Finding which column is fat
A table-level TOAST count does not name the column. Use pg_column_size on a sample:
SELECT
avg(pg_column_size(raw_payload)) AS avg_payload_bytes,
max(pg_column_size(raw_payload)) AS max_payload_bytes,
avg(pg_column_size(metadata)) AS avg_metadata_bytes,
max(pg_column_size(metadata)) AS max_metadata_bytes
FROM orders TABLESAMPLE SYSTEM (1);TABLESAMPLE SYSTEM (1) reads about 1% of pages without scanning the whole table. pg_column_size returns the on-disk size including TOAST overhead, so it is the right number to compare against row width.
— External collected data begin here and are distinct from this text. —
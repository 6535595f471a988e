use std::path::PathBuf;

use log::{debug, info};

use crate::input::Config;
use crate::logs::{Log, WeekBucket};
use crate::pdf::PdfConverter;
use crate::render::{TemplateData, TemplateError, TemplateRenderer};
use crate::utils;
use crate::Error;

/// Turns the logs of each week into a pdf.
pub struct ReportGenerator<'a> {
    config: &'a Config,
    renderer: &'a TemplateRenderer,
    converter: &'a PdfConverter,
}

impl<'a> ReportGenerator<'a> {
    pub fn new(
        config: &'a Config,
        renderer: &'a TemplateRenderer,
        converter: &'a PdfConverter,
    ) -> Self {
        Self {
            config,
            renderer,
            converter,
        }
    }

    pub fn render_week(&self, week: u32, logs: &[Log]) -> Result<String, TemplateError> {
        self.renderer
            .render(&TemplateData::new(self.config, week, logs))
    }

    /// Renders and converts the report of one week, returns the path of the pdf.
    pub fn generate_week(&self, week: u32, logs: &[Log]) -> Result<PathBuf, Error> {
        info!("generating report for week {} ({} logs)", week, logs.len());
        debug!("rendering with template `{}`", self.renderer.name());
        let html = self.render_week(week, logs)?;

        let output = self.config.result_file(week);
        utils::create_parent_dir(&output).map_err(|source| Error::Output {
            path: output.clone(),
            source,
        })?;

        self.converter.convert(&html, &output)?;

        Ok(output)
    }

    /// Generates one pdf per week. The first failure stops the generation,
    /// pdfs that have already been written are kept.
    pub fn generate(&self, bucket: &WeekBucket) -> Result<Vec<PathBuf>, Error> {
        bucket
            .iter()
            .map(|(week, logs)| self.generate_week(week, logs))
            .collect()
    }
}
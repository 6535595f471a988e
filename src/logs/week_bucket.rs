use std::collections::BTreeMap;

use log::debug;
use thiserror::Error;

use crate::logs::{Cell, Log, ParseLogError};

/// The number of cells every row must have.
pub const REQUIRED_COLUMNS: usize = 4;

// position of each field in a sheet row
const DAY_COLUMN: usize = 0;
const DESCRIPTION_COLUMN: usize = 1;
const PARTICULARITIES_COLUMN: usize = 2;
const DURATION_COLUMN: usize = 3;

#[derive(Debug, Clone, Error, PartialEq)]
pub enum MalformedRowReason {
    #[error("expected at least 4 columns, found {0}")]
    TooFewColumns(usize),
    #[error("column {column} holds {kind} `{value}` instead of text")]
    NotText {
        column: usize,
        kind: &'static str,
        value: String,
    },
}

#[derive(Debug, Clone, Error, PartialEq)]
pub enum GroupError {
    #[error("row {row} is malformed: {reason}")]
    MalformedRow {
        row: usize,
        reason: MalformedRowReason,
    },
    #[error("row {row} has an invalid log")]
    InvalidLog {
        row: usize,
        #[source]
        source: ParseLogError,
    },
}

/// The logs of a sheet, grouped by the ISO week of their day.
///
/// Within a week the logs keep the order of the rows they were read from.
#[derive(Debug, Clone, Default, PartialEq, Eq)]
pub struct WeekBucket {
    weeks: BTreeMap<u32, Vec<Log>>,
}

impl WeekBucket {
    #[must_use]
    pub fn new() -> Self {
        Self::default()
    }

    /// Parses all rows and groups them by week.
    ///
    /// The first row that can not be parsed aborts the grouping, no logs are
    /// returned in that case.
    pub fn from_rows<R: AsRef<[Cell]>>(rows: &[R]) -> Result<Self, GroupError> {
        let mut bucket = Self::new();

        for (index, row) in rows.iter().enumerate() {
            // 1-based position within the fetched selection, not the sheet row
            bucket.push(parse_row(index + 1, row.as_ref())?);
        }

        debug!(
            "grouped {} logs into {} weeks",
            bucket.logs().count(),
            bucket.len()
        );

        Ok(bucket)
    }

    /// Appends the log to the end of its week.
    pub fn push(&mut self, log: Log) {
        self.weeks.entry(log.week_number()).or_default().push(log);
    }

    #[must_use]
    pub fn get(&self, week: u32) -> Option<&[Log]> {
        self.weeks.get(&week).map(Vec::as_slice)
    }

    /// Iterates over the weeks in ascending order.
    pub fn iter(&self) -> impl Iterator<Item = (u32, &[Log])> + '_ {
        self.weeks.iter().map(|(week, logs)| (*week, logs.as_slice()))
    }

    pub fn logs(&self) -> impl Iterator<Item = &Log> + '_ {
        self.weeks.values().flatten()
    }

    /// The number of weeks.
    #[must_use]
    pub fn len(&self) -> usize {
        self.weeks.len()
    }

    #[must_use]
    pub fn is_empty(&self) -> bool {
        self.weeks.is_empty()
    }
}

fn text_at(row: usize, cells: &[Cell], column: usize) -> Result<&str, GroupError> {
    let cell = &cells[column];
    cell.as_text().ok_or_else(|| GroupError::MalformedRow {
        row,
        reason: MalformedRowReason::NotText {
            column,
            kind: cell.kind(),
            value: cell.to_string(),
        },
    })
}

fn parse_row(row: usize, cells: &[Cell]) -> Result<Log, GroupError> {
    if cells.len() < REQUIRED_COLUMNS {
        return Err(GroupError::MalformedRow {
            row,
            reason: MalformedRowReason::TooFewColumns(cells.len()),
        });
    }

    let day = text_at(row, cells, DAY_COLUMN)?;
    let description = text_at(row, cells, DESCRIPTION_COLUMN)?;
    let particularities = text_at(row, cells, PARTICULARITIES_COLUMN)?;
    let duration = text_at(row, cells, DURATION_COLUMN)?;

    Log::parse(day, duration, description, particularities)
        .map_err(|source| GroupError::InvalidLog { row, source })
}

#[cfg(test)]
mod tests {
    use super::*;

    use pretty_assertions::assert_eq;

    fn row(cells: [&str; 4]) -> Vec<Cell> {
        cells.into_iter().map(Cell::from).collect()
    }

    #[test]
    fn test_columns_are_mapped_by_position() {
        let bucket = WeekBucket::from_rows(&[row(["08/01/24", "desc", "note", "2h"])]).unwrap();

        assert_eq!(
            bucket.get(2),
            Some(&[Log::parse("08/01/24", "2h", "desc", "note").unwrap()][..])
        );
    }

    #[test]
    fn test_empty_sheet() {
        let rows: Vec<Vec<Cell>> = Vec::new();
        let bucket = WeekBucket::from_rows(&rows).unwrap();

        assert!(bucket.is_empty());
        assert_eq!(bucket.len(), 0);
    }

    #[test]
    fn test_additional_columns_are_ignored() {
        let mut cells = row(["08/01/24", "desc", "note", "2h"]);
        cells.push(Cell::Number(42.0));
        cells.push(Cell::Empty);

        let bucket = WeekBucket::from_rows(&[cells]).unwrap();
        assert_eq!(bucket.logs().count(), 1);
    }

    #[test]
    fn test_non_text_cell() {
        let mut cells = row(["08/01/24", "desc", "note", "2h"]);
        cells[3] = Cell::Number(2.0);

        assert_eq!(
            WeekBucket::from_rows(&[cells]),
            Err(GroupError::MalformedRow {
                row: 1,
                reason: MalformedRowReason::NotText {
                    column: 3,
                    kind: "number",
                    value: "2".to_string(),
                },
            })
        );
    }

    #[test]
    fn test_empty_cell_is_not_text() {
        let mut cells = row(["08/01/24", "desc", "note", "2h"]);
        cells[2] = Cell::Empty;

        assert!(matches!(
            WeekBucket::from_rows(&[cells]),
            Err(GroupError::MalformedRow {
                row: 1,
                reason: MalformedRowReason::NotText { column: 2, .. },
            })
        ));
    }

    #[test]
    fn test_invalid_log_reports_row() {
        let rows = [
            row(["08/01/24", "desc", "note", "2h"]),
            row(["09/01/24", "desc", "note", "two hours"]),
        ];

        assert!(matches!(
            WeekBucket::from_rows(&rows),
            Err(GroupError::InvalidLog {
                row: 2,
                source: ParseLogError::MalformedDuration(_),
            })
        ));
    }

    #[test]
    fn test_push_keeps_order() {
        let mut bucket = WeekBucket::new();
        let later = Log::parse("05/01/24", "1h", "later", "").unwrap();
        let earlier = Log::parse("01/01/24", "1h", "earlier", "").unwrap();

        bucket.push(later.clone());
        bucket.push(earlier.clone());

        assert_eq!(bucket.get(1), Some(&[later, earlier][..]));
    }
}
use std::env;
use std::ffi::OsStr;

use anyhow::Context as _;
use log::{error, info};

use week_logs::generate_week_reports;
use week_logs::input::Config;
use week_logs::sheets::{self, SheetsClient};

const CONFIG_FILE: &str = "config.json";
const CREDENTIALS_FILE: &str = "credentials.json";
const TOKEN_FILE: &str = "token.json";

fn set_env_if_absent<K: AsRef<OsStr>, V: AsRef<OsStr>>(var: K, default: impl FnOnce() -> V) {
    if env::var(var.as_ref()).is_err() {
        env::set_var(var, default());
    }
}

fn main() {
    set_env_if_absent("RUST_APP_LOG", || "info");
    color_backtrace::install();
    pretty_env_logger::init_custom_env("RUST_APP_LOG");

    if let Err(e) = run() {
        error!("{:?}", e);
        ::std::process::exit(1);
    }
}

fn run() -> anyhow::Result<()> {
    let config = Config::try_from_file(CONFIG_FILE)
        .with_context(|| format!("failed to load the config `{}`", CONFIG_FILE))?;

    let access_token = sheets::authorize(CREDENTIALS_FILE, TOKEN_FILE)
        .context("failed to authorize the access to the sheet")?;
    let client = SheetsClient::new(access_token);

    for path in generate_week_reports(&config, &client)? {
        info!("wrote {}", path.display());
    }

    Ok(())
}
Three fixes, in order of cost
1. Stop SELECT *
The cheapest fix: never select a TOASTed column unless the caller needs it. Most ORMs let you specify columns at the query level (SQLAlchemy .options(load_only(...)), Django's .only(), Rails's .select(:id, :status)). If the application code does SELECT * and the column is unused 90% of the time, narrow the query and move on.
2. Adjust storage mode
For already-compressed payloads (gzipped JSON, base64 images, encrypted blobs), switch from EXTENDED to EXTERNAL:
ALTER TABLE orders ALTER COLUMN raw_payload SET STORAGE EXTERNAL;Postgres no longer wastes CPU trying to compress uncompressible data. Substring access (substring(), slicing JSONB without parsing the whole document) also gets faster because the executor can read just the chunks it needs instead of detoasting the whole value.
For values that almost always fit on the page but occasionally spill, switch from EXTENDED to MAIN — it keeps small values inline and only pushes the rare large one to TOAST.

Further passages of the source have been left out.